Problem to work on:
Every line with the string "Router" in it belongs in your answer, so copy them all from the data.

Information supplied:
^^^^
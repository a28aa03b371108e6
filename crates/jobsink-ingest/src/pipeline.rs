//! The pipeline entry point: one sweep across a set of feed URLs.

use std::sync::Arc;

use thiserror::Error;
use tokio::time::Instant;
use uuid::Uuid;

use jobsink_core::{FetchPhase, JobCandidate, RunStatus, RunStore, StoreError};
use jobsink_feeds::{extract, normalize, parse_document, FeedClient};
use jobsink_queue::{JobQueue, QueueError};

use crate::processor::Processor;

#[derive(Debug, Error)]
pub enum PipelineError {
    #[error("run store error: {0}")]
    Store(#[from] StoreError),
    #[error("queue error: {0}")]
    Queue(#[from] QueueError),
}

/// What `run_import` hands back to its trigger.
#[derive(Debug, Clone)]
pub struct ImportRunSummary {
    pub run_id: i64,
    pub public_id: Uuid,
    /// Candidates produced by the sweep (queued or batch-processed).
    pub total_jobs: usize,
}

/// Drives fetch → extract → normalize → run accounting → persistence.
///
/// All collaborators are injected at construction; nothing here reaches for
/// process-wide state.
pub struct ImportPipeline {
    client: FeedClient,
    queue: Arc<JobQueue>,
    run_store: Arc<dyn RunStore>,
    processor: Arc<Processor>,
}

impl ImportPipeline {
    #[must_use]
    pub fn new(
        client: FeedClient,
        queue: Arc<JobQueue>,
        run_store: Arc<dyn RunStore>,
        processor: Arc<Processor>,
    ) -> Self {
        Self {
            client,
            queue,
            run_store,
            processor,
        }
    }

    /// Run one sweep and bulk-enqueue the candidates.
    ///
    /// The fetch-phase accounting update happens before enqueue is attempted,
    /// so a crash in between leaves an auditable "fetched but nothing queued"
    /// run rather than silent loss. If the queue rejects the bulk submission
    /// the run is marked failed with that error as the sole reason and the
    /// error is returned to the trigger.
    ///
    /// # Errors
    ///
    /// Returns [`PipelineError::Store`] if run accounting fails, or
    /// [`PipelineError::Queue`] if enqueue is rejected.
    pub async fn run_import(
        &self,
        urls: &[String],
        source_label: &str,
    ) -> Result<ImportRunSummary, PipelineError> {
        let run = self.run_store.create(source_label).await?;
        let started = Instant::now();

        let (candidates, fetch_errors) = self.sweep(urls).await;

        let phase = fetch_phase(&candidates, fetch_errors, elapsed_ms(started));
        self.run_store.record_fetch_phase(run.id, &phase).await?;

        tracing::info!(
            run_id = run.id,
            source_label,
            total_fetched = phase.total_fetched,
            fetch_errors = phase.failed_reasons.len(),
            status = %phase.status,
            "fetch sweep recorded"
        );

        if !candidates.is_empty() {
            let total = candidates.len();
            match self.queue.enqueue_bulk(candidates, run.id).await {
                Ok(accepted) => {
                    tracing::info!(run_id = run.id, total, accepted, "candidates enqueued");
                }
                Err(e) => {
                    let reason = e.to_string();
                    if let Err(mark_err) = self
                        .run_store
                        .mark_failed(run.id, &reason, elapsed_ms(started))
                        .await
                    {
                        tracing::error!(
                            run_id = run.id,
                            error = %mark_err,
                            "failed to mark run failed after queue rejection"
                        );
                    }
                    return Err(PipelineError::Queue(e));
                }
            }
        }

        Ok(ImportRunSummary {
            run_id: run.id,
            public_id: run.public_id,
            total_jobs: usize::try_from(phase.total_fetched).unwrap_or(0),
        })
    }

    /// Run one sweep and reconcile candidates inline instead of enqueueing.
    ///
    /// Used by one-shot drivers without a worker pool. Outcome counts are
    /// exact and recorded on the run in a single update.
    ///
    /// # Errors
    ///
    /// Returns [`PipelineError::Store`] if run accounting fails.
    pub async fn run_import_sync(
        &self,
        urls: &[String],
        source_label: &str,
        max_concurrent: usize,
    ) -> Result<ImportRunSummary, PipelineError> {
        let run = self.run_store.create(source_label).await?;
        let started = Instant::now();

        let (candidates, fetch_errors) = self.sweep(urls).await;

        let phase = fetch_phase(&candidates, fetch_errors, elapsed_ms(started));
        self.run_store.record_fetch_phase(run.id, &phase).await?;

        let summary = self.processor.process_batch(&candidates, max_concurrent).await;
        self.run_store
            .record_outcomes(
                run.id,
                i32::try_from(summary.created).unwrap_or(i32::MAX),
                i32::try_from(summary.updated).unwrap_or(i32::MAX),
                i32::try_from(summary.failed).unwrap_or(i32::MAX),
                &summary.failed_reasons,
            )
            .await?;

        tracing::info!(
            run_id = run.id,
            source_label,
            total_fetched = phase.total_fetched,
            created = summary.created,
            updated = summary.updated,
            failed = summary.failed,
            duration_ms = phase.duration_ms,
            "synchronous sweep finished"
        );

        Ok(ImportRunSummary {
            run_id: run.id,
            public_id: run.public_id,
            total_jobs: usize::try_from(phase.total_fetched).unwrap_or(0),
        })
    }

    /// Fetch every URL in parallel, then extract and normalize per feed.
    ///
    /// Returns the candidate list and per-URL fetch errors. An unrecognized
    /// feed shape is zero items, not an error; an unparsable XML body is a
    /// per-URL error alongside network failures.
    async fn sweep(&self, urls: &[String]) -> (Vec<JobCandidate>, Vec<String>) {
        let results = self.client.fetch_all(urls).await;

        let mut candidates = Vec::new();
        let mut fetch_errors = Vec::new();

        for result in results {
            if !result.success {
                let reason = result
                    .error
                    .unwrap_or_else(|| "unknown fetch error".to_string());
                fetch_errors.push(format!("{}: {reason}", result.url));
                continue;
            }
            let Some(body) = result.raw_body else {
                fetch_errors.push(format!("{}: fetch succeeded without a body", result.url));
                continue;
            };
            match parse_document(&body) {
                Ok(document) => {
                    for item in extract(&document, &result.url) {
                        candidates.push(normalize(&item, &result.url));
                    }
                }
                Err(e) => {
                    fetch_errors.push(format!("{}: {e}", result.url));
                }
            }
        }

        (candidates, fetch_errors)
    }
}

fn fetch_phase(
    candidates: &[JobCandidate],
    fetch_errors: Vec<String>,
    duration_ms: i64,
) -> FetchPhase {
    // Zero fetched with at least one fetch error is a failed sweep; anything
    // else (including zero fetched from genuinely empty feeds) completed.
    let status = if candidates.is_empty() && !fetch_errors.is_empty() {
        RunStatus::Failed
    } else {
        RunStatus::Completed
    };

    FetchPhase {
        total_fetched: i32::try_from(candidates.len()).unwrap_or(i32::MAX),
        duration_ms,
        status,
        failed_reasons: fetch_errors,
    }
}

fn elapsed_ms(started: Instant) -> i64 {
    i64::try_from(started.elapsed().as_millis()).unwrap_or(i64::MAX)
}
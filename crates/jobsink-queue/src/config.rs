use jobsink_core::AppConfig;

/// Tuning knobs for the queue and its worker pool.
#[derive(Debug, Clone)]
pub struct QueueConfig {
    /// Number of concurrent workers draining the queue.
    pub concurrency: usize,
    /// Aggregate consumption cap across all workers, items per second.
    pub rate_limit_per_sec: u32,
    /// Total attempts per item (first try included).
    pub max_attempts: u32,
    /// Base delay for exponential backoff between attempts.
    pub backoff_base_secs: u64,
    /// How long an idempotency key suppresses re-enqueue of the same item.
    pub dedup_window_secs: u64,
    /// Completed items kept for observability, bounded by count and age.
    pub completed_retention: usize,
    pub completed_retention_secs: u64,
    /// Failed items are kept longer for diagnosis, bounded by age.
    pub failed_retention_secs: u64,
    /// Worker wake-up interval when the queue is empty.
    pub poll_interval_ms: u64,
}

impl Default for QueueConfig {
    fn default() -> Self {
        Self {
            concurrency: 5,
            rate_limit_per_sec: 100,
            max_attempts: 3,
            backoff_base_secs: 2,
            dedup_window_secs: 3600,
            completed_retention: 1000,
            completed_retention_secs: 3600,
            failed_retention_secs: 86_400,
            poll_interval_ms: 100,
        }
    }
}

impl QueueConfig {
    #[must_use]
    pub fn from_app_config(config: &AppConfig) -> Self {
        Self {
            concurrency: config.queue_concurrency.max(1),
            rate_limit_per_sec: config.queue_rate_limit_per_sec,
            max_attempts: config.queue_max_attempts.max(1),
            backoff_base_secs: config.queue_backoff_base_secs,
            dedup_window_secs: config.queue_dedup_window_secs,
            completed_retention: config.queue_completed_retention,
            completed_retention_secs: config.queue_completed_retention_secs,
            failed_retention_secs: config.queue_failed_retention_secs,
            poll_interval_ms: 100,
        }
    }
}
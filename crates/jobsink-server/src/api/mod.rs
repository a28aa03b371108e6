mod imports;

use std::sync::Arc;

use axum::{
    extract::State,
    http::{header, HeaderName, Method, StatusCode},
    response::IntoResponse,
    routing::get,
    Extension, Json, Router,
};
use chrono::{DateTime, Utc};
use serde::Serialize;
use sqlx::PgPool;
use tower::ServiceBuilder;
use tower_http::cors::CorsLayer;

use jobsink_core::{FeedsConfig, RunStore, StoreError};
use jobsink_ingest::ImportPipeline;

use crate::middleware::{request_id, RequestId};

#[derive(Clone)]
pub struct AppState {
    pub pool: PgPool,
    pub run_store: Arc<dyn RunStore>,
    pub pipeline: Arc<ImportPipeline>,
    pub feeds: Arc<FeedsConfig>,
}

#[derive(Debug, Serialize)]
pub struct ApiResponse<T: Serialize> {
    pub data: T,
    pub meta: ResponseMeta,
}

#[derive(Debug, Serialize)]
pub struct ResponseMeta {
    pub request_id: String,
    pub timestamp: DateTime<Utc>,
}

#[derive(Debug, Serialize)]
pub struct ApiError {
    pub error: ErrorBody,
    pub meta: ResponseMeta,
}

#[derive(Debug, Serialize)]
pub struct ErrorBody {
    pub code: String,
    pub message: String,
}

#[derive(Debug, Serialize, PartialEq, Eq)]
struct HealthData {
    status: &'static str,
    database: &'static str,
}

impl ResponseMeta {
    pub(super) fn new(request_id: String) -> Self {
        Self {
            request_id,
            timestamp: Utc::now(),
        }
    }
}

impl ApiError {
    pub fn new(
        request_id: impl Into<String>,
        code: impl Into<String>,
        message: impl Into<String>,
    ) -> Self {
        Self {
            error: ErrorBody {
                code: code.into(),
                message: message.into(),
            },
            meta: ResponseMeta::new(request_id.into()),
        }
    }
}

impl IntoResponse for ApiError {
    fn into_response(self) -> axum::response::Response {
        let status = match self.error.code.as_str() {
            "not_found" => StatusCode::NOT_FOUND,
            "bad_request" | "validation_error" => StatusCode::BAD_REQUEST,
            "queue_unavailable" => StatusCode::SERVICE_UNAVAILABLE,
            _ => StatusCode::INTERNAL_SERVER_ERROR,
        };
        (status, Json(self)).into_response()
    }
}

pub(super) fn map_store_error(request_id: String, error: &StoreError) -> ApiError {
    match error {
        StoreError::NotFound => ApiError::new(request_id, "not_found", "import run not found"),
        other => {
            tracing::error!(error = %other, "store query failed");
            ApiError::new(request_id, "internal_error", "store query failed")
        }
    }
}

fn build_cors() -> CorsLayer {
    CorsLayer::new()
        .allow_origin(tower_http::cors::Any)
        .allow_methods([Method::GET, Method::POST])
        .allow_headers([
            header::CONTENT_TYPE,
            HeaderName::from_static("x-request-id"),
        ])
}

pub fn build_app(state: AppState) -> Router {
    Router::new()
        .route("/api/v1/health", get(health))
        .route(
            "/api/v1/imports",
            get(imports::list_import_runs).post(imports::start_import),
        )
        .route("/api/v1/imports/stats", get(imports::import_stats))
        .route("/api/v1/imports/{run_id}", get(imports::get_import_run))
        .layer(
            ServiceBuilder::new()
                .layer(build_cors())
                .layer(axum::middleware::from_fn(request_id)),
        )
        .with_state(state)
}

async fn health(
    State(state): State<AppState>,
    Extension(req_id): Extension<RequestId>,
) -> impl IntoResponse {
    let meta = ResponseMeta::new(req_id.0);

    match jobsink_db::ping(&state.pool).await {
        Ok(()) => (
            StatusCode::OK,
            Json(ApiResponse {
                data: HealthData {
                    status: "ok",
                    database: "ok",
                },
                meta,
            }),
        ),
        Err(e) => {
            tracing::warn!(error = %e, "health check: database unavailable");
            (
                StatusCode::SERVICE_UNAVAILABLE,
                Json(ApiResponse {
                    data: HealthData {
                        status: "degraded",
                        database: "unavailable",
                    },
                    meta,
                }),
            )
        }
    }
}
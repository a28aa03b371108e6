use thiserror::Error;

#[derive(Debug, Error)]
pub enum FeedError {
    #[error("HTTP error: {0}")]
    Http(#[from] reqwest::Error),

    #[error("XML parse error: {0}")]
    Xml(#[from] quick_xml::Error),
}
^^^^
Response to the task:
    Extension, Json, Router,
pub fn build_app(state: AppState) -> Router {
    Router::new()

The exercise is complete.